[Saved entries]
★ ★ ★

//! End-to-end commitment protocol tests over a pair of channels wired
//! crosswise, exercising the full sign / revoke handshake in both
//! directions.

use crate::channel::{
    Channel, ChannelError, HtlcState, ReestablishAction, ResolutionResult, RevocationOutcome,
};
use crate::util::test_utils::*;

// Drive one full commitment exchange: `proposer` signs, `receiver`
// validates and revokes, `proposer` absorbs the revocation.  Returns the
// outcomes finalized on each side.
fn exchange(proposer: &mut Channel, receiver: &mut Channel) -> (RevocationOutcome, RevocationOutcome) {
    let (_info, sig) = proposer.sign_next_commitment().unwrap();
    let guard = receiver.receive_commitment_signed(&sig).unwrap();
    let (secret, next_point, receiver_outcome) =
        receiver.revoke_previous_commitment(guard).unwrap();
    let proposer_outcome = proposer.receive_revocation(secret, next_point).unwrap();
    proposer.check_conservation().unwrap();
    receiver.check_conservation().unwrap();
    (receiver_outcome, proposer_outcome)
}

#[test_log::test]
fn add_sign_revoke_settle_walkthrough_test() {
    let (mut a, mut b) = channel_pair(test_channel_id(7), 1_000_000, 0);
    let preimage = test_preimage(5);
    let hash = preimage.payment_hash();

    let id = a.propose_add(10_000, hash, 500_000, vec![]).unwrap().id;
    assert_eq!(id, 0);
    b.receive_add(0, 10_000, hash, 500_000, vec![]).unwrap();

    let (b_outcome, a_outcome) = exchange(&mut a, &mut b);
    // the received add locked in on b's side, ready to forward
    assert_eq!(b_outcome.locked_in.len(), 1);
    assert_eq!(b_outcome.locked_in[0].payment_hash, hash);
    // only counterparty adds are surfaced for forwarding
    assert!(a_outcome.locked_in.is_empty());

    // 990,000 local, 10,000 pending
    assert_eq!(a.to_holder_msat(), 990_000);
    assert_eq!(b.to_counterparty_msat(), 990_000);
    assert_eq!(b.to_holder_msat(), 0);
    assert_eq!(b.get_htlc(crate::channel::HtlcDirection::Received, 0).unwrap().state, HtlcState::LockedIn);

    // settle backward
    b.propose_settle(0, preimage).unwrap();
    a.receive_settle(0, preimage).unwrap();
    let (a_outcome, b_outcome) = exchange(&mut b, &mut a);

    assert_eq!(a_outcome.resolutions.len(), 1);
    assert!(matches!(
        a_outcome.resolutions[0].result,
        ResolutionResult::Settled { preimage: p } if p == preimage
    ));
    assert_eq!(b_outcome.resolutions.len(), 1);

    // pending entry gone, value credited to the receiving side
    assert_eq!(a.to_holder_msat(), 990_000);
    assert_eq!(a.to_counterparty_msat(), 10_000);
    assert_eq!(b.to_holder_msat(), 10_000);
    assert_eq!(b.to_counterparty_msat(), 990_000);
    assert!(b.get_htlc(crate::channel::HtlcDirection::Received, 0).is_none());
    assert!(a.get_htlc(crate::channel::HtlcDirection::Offered, 0).is_none());
}

#[test_log::test]
fn failed_htlc_refunds_offerer_test() {
    let (mut a, mut b) = channel_pair(test_channel_id(8), 1_000_000, 0);
    let preimage = test_preimage(6);
    let hash = preimage.payment_hash();

    a.propose_add(25_000, hash, 500_000, vec![]).unwrap();
    b.receive_add(0, 25_000, hash, 500_000, vec![]).unwrap();
    exchange(&mut a, &mut b);
    assert_eq!(a.to_holder_msat(), 975_000);

    b.propose_fail(0, vec![0xde, 0xad]).unwrap();
    a.receive_fail(0, vec![0xde, 0xad]).unwrap();
    let (a_outcome, _) = exchange(&mut b, &mut a);

    assert!(matches!(
        &a_outcome.resolutions[0].result,
        ResolutionResult::Failed { reason } if reason == &vec![0xde, 0xad]
    ));
    // full refund
    assert_eq!(a.to_holder_msat(), 1_000_000);
    assert_eq!(b.to_counterparty_msat(), 1_000_000);
}

#[test_log::test]
fn conservation_over_interleaved_traffic_test() {
    let (mut a, mut b) = channel_pair(test_channel_id(9), 1_000_000, 400_000);
    // both sides have funds; run adds in both directions over several
    // rounds with settles and fails mixed in
    let p1 = test_preimage(1);
    let p2 = test_preimage(2);
    let p3 = test_preimage(3);

    a.propose_add(50_000, p1.payment_hash(), 500_000, vec![]).unwrap();
    b.receive_add(0, 50_000, p1.payment_hash(), 500_000, vec![]).unwrap();
    exchange(&mut a, &mut b);

    b.propose_add(30_000, p2.payment_hash(), 500_100, vec![]).unwrap();
    a.receive_add(0, 30_000, p2.payment_hash(), 500_100, vec![]).unwrap();
    exchange(&mut b, &mut a);

    // settle one, fail the other, add a third in the same batch
    b.propose_settle(0, p1).unwrap();
    a.receive_settle(0, p1).unwrap();
    exchange(&mut b, &mut a);

    a.propose_fail(0, vec![1]).unwrap();
    a.propose_add(70_000, p3.payment_hash(), 500_200, vec![]).unwrap();
    b.receive_fail(0, vec![1]).unwrap();
    b.receive_add(1, 70_000, p3.payment_hash(), 500_200, vec![]).unwrap();
    exchange(&mut a, &mut b);

    // a: 600,000 - 50,000 (settled away) - 70,000 (pending) + 30,000 (refunded fail? no:
    // the fail refunded b's 30,000 to b) = 480,000
    assert_eq!(a.to_holder_msat(), 480_000);
    assert_eq!(b.to_holder_msat(), 450_000);
    a.check_conservation().unwrap();
    b.check_conservation().unwrap();
}

#[test_log::test]
fn htlc_ids_strictly_increase_across_batches_test() {
    let (mut a, mut b) = channel_pair(test_channel_id(10), 10_000_000, 0);
    let mut expected = 0u64;
    for round in 0..4 {
        for _ in 0..3 {
            let id = a
                .propose_add(10_000, test_payment_hash(round), 500_000, vec![])
                .unwrap()
                .id;
            assert_eq!(id, expected);
            b.receive_add(id, 10_000, test_payment_hash(round), 500_000, vec![]).unwrap();
            expected += 1;
        }
        exchange(&mut a, &mut b);
    }
    assert_eq!(a.state().next_holder_htlc_id, 12);
    assert_eq!(b.state().next_counterparty_htlc_id, 12);
}

#[test_log::test]
fn commit_numbers_advance_in_lockstep_test() {
    let (mut a, mut b) = channel_pair(test_channel_id(11), 1_000_000, 0);
    for i in 0..3u64 {
        a.propose_add(10_000, test_payment_hash(i as u8), 500_000, vec![]).unwrap();
        b.receive_add(i, 10_000, test_payment_hash(i as u8), 500_000, vec![]).unwrap();
        exchange(&mut a, &mut b);
        assert_eq!(a.state().next_counterparty_commit_num, 2 + i);
        assert_eq!(b.state().next_holder_commit_num, 2 + i);
        assert_eq!(a.state().next_counterparty_revoke_num, 1 + i);
        assert_eq!(b.state().next_holder_revoke_num, 1 + i);
    }
}

#[test_log::test]
fn signature_mismatch_is_fatal_test() {
    let (mut a, mut b) = channel_pair(test_channel_id(12), 1_000_000, 0);
    a.propose_add(10_000, test_payment_hash(1), 500_000, vec![]).unwrap();
    b.receive_add(0, 10_000, test_payment_hash(1), 500_000, vec![]).unwrap();
    let (_info, mut sig) = a.sign_next_commitment().unwrap();
    sig.0[0] ^= 0xff;
    let err = b.receive_commitment_signed(&sig).unwrap_err();
    assert!(err.is_fatal());
}

#[test_log::test]
fn fee_exposure_cap_rejects_commitment_test() {
    // cap below the commitment fee plus dust for even one HTLC
    let (mut a, mut b) = channel_pair_custom(test_channel_id(13), 1_000_000, 0, |_, setup_b| {
        setup_b.max_fee_exposure_msat = 100_000;
    });
    a.propose_add(10_000, test_payment_hash(1), 500_000, vec![]).unwrap();
    b.receive_add(0, 10_000, test_payment_hash(1), 500_000, vec![]).unwrap();
    let (_info, sig) = a.sign_next_commitment().unwrap();
    let err = b.receive_commitment_signed(&sig).unwrap_err();
    assert!(matches!(err, ChannelError::FeeExposure { .. }));
    assert!(err.is_fatal());
}

#[test_log::test]
fn bad_revocation_secret_is_fatal_test() {
    let (mut a, mut b) = channel_pair(test_channel_id(14), 1_000_000, 0);
    a.propose_add(10_000, test_payment_hash(1), 500_000, vec![]).unwrap();
    b.receive_add(0, 10_000, test_payment_hash(1), 500_000, vec![]).unwrap();
    let (_info, sig) = a.sign_next_commitment().unwrap();
    let guard = b.receive_commitment_signed(&sig).unwrap();
    let (_secret, next_point, _outcome) = b.revoke_previous_commitment(guard).unwrap();
    // wrong secret: does not match the superseded commitment's point
    let err = a.receive_revocation([0x42; 32], next_point).unwrap_err();
    assert!(err.is_fatal());
}

#[test_log::test]
fn unexpected_revocation_is_fatal_test() {
    let (mut a, _b) = channel_pair(test_channel_id(15), 1_000_000, 0);
    let err = a
        .receive_revocation([0x42; 32], crate::wire::PubKey([2; 33]))
        .unwrap_err();
    assert!(err.is_fatal());
}

#[test_log::test]
fn reestablish_in_sync_resumes_test() {
    let (mut a, mut b) = channel_pair(test_channel_id(16), 1_000_000, 0);
    a.propose_add(10_000, test_payment_hash(1), 500_000, vec![]).unwrap();
    b.receive_add(0, 10_000, test_payment_hash(1), 500_000, vec![]).unwrap();
    exchange(&mut a, &mut b);

    let from_a = a.reestablish().unwrap();
    let from_b = b.reestablish().unwrap();
    assert_eq!(a.check_reestablish(&from_b).unwrap(), ReestablishAction::Resume);
    assert_eq!(b.check_reestablish(&from_a).unwrap(), ReestablishAction::Resume);
}

#[test_log::test]
fn reestablish_detects_lost_commitment_test() {
    let (mut a, mut b) = channel_pair(test_channel_id(17), 1_000_000, 0);
    a.propose_add(10_000, test_payment_hash(1), 500_000, vec![]).unwrap();
    b.receive_add(0, 10_000, test_payment_hash(1), 500_000, vec![]).unwrap();
    // a signs but the commitment_signed never reaches b
    let (_info, _sig) = a.sign_next_commitment().unwrap();

    let from_b = b.reestablish().unwrap();
    assert_eq!(
        a.check_reestablish(&from_b).unwrap(),
        ReestablishAction::RetransmitCommitment
    );
}

#[test_log::test]
fn reestablish_peer_ahead_is_fatal_test() {
    let (a, mut b) = channel_pair(test_channel_id(18), 1_000_000, 0);
    let mut from_a = a.reestablish().unwrap();
    // peer claims to have seen a commitment we never signed
    from_a.next_commitment_number = 10;
    let err = b.check_reestablish(&from_a).unwrap_err();
    assert!(err.is_fatal());
}

#[test_log::test]
fn second_sign_blocked_until_revocation_test() {
    let (mut a, mut b) = channel_pair(test_channel_id(19), 1_000_000, 0);
    a.propose_add(10_000, test_payment_hash(1), 500_000, vec![]).unwrap();
    b.receive_add(0, 10_000, test_payment_hash(1), 500_000, vec![]).unwrap();
    let (_info, sig) = a.sign_next_commitment().unwrap();

    a.propose_add(10_000, test_payment_hash(2), 500_000, vec![]).unwrap();
    assert_eq!(a.sign_next_commitment().unwrap_err(), ChannelError::UpdateInFlight);

    let guard = b.receive_commitment_signed(&sig).unwrap();
    let (secret, point, _) = b.revoke_previous_commitment(guard).unwrap();
    a.receive_revocation(secret, point).unwrap();

    // unblocked now
    b.receive_add(1, 10_000, test_payment_hash(2), 500_000, vec![]).unwrap();
    exchange(&mut a, &mut b);
    a.check_conservation().unwrap();
}

#[test_log::test]
fn crossed_adds_converge_test() {
    let (mut a, mut b) = channel_pair(test_channel_id(21), 1_000_000, 400_000);
    let pa = test_preimage(3);
    let pb = test_preimage(4);
    // both sides propose an add and sign before seeing the other's add;
    // the update_adds cross the signatures on the wire
    a.propose_add(10_000, pa.payment_hash(), 500_000, vec![]).unwrap();
    b.propose_add(20_000, pb.payment_hash(), 500_100, vec![]).unwrap();
    let (_, sig_a) = a.sign_next_commitment().unwrap();
    let (_, sig_b) = b.sign_next_commitment().unwrap();
    a.receive_add(0, 20_000, pb.payment_hash(), 500_100, vec![]).unwrap();
    b.receive_add(0, 10_000, pa.payment_hash(), 500_000, vec![]).unwrap();

    // each signature covers only the signer's own add, and both sides
    // agree on that transcript
    let guard_b = b.receive_commitment_signed(&sig_a).unwrap();
    let (secret_b, point_b, outcome_b) = b.revoke_previous_commitment(guard_b).unwrap();
    let guard_a = a.receive_commitment_signed(&sig_b).unwrap();
    let (secret_a, point_a, outcome_a) = a.revoke_previous_commitment(guard_a).unwrap();
    assert_eq!(outcome_a.locked_in.len(), 1);
    assert_eq!(outcome_b.locked_in.len(), 1);
    a.receive_revocation(secret_b, point_b).unwrap();
    b.receive_revocation(secret_a, point_a).unwrap();
    a.check_conservation().unwrap();
    b.check_conservation().unwrap();

    // both adds locked in, traffic continues normally
    b.propose_settle(0, pa).unwrap();
    a.receive_settle(0, pa).unwrap();
    let (a_outcome, _) = exchange(&mut b, &mut a);
    assert_eq!(a_outcome.resolutions.len(), 1);
    assert_eq!(a.to_holder_msat(), 590_000);
    assert_eq!(b.to_holder_msat(), 390_000);
}

#[test_log::test]
fn settle_value_moves_at_finalizing_revocation_test() {
    let (mut a, mut b) = channel_pair(test_channel_id(22), 1_000_000, 0);
    let preimage = test_preimage(7);
    let hash = preimage.payment_hash();
    a.propose_add(10_000, hash, 500_000, vec![]).unwrap();
    b.receive_add(0, 10_000, hash, 500_000, vec![]).unwrap();
    exchange(&mut a, &mut b);

    b.propose_settle(0, preimage).unwrap();
    a.receive_settle(0, preimage).unwrap();
    let (_, sig) = b.sign_next_commitment().unwrap();
    let guard = a.receive_commitment_signed(&sig).unwrap();
    // frozen but not finalized: the value still sits in the pending entry
    a.check_conservation().unwrap();
    b.check_conservation().unwrap();
    assert_eq!(a.to_counterparty_msat(), 0);
    let (secret, point, _) = a.revoke_previous_commitment(guard).unwrap();
    assert_eq!(a.to_counterparty_msat(), 10_000);
    b.receive_revocation(secret, point).unwrap();
    assert_eq!(b.to_holder_msat(), 10_000);
    b.check_conservation().unwrap();
}

#[test_log::test]
fn restore_from_persisted_state_test() {
    let (mut a, mut b) = channel_pair(test_channel_id(20), 1_000_000, 0);
    a.propose_add(10_000, test_payment_hash(1), 500_000, vec![]).unwrap();
    b.receive_add(0, 10_000, test_payment_hash(1), 500_000, vec![]).unwrap();
    exchange(&mut a, &mut b);

    // a "restarts" from its serializable state
    let state = a.state().clone();
    let setup = a.setup.clone();
    let signer = std::sync::Arc::new(crate::sign::MockSigner::new([0xaa; 32], [0xbb; 32]));
    let mut a2 = Channel::restore(a.id, setup, state, signer);
    a2.check_conservation().unwrap();
    assert_eq!(a2.to_holder_msat(), 990_000);

    // and continues the protocol where it left off
    let preimage = test_preimage(1);
    let hash = preimage.payment_hash();
    a2.propose_add(5_000, hash, 500_000, vec![]).unwrap();
    b.receive_add(1, 5_000, hash, 500_000, vec![]).unwrap();
    exchange(&mut a2, &mut b);
    assert_eq!(a2.to_holder_msat(), 985_000);
}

★ ★ ★

• **About this task**:
Give the number of lines in the entries above that include the string "other". Write nothing but that number.

• **Exercise answer**:
2